Here’s the kicker, though – the person who loses the most in fatherlessness may not be the child (if they have other loving supports), but probably the father. Mr. Real continues: “Studies indicate that while fathering may or may not be necessary for the psychological adjustment of boys, it is highly advantageous for the psychological adjustment of the father. Men who were judged as having warm, nurturant relationships with their children were shown to be healthier, less depressed, and, surprisingly, more successful in their careers.”

It’s good news for both parents and children, then, that research shows that millennial dads in the U.S. spend three times more time with their kids than previous generations did.

I speak to the power of lineage when it comes to fatherhood. My family immigrated to Canada in the early 1990s and, like many newcomer Canadians, my parents had to restart their careers from scratch. My pharmacist mother studied to redo her pharmacology degree, while my computer-programmer dad was the primary earner. In another family, this might have led to my dad working long hours and my mom sacrificing her career to support him. Instead, my dad shifted working hours and was the primary parent, driving me to basketball practices and cheering at my games after school.

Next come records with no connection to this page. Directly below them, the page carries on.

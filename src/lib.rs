//! Fxview - 汇率看板核心
//!
//! 模块划分：
//! - **client**: 请求分发器（超时取消、响应解码）、传输抽象与请求策略注册表
//! - **store**: 带监听器的键值数据仓库
//! - **boundary**: 错误捕获与回退状态机
//! - **currency**: get_currency 策略、汇率模型、分页与看板组件
//! - **config**: 应用配置加载（TOML + 环境变量）
//! - **core**: 错误类型
//! - **observability**: 日志初始化

pub mod boundary;
pub mod client;
pub mod config;
pub mod core;
pub mod currency;
pub mod observability;
pub mod store;

pub use boundary::{CaptureState, ErrorCapture, ErrorSource};
pub use client::{ApiStrategy, Dispatcher, StrategyRegistry};
pub use currency::RatesBoard;
pub use store::{DataStore, StoreEvent};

I had early exposure to another way of being a man. My dad gave me far more than he ever took for himself – something we need to remember as we father the next generation of men, literally or figuratively. Caregiving is the input that changes the outcome.

In 2023, Mr. Hawley sees a world where “men are apparently incapable of coping with life on their own.” He sees that as a crisis. I see it as an admission – and an opportunity. We have a generation of young men questioning patriarchy and broadening the definition of masculinity.

So many men’s advocates and thought leaders don’t consider women, trans and non-binary people in their musings – the very people who are often men’s lovers, friends, colleagues, neighbours and family members. How are they doing? What are their outcomes?

We need more men to ask, “What are we willing to give?” Can we give more space for people to be themselves? Can we give more credit to others? Can we give more grace for mistakes and failure? Can we give more effort to our growth outside of wealth and status? Can we give more love than we hope to get?

These virtues and vision can change the status quo and help not just men, but all of us.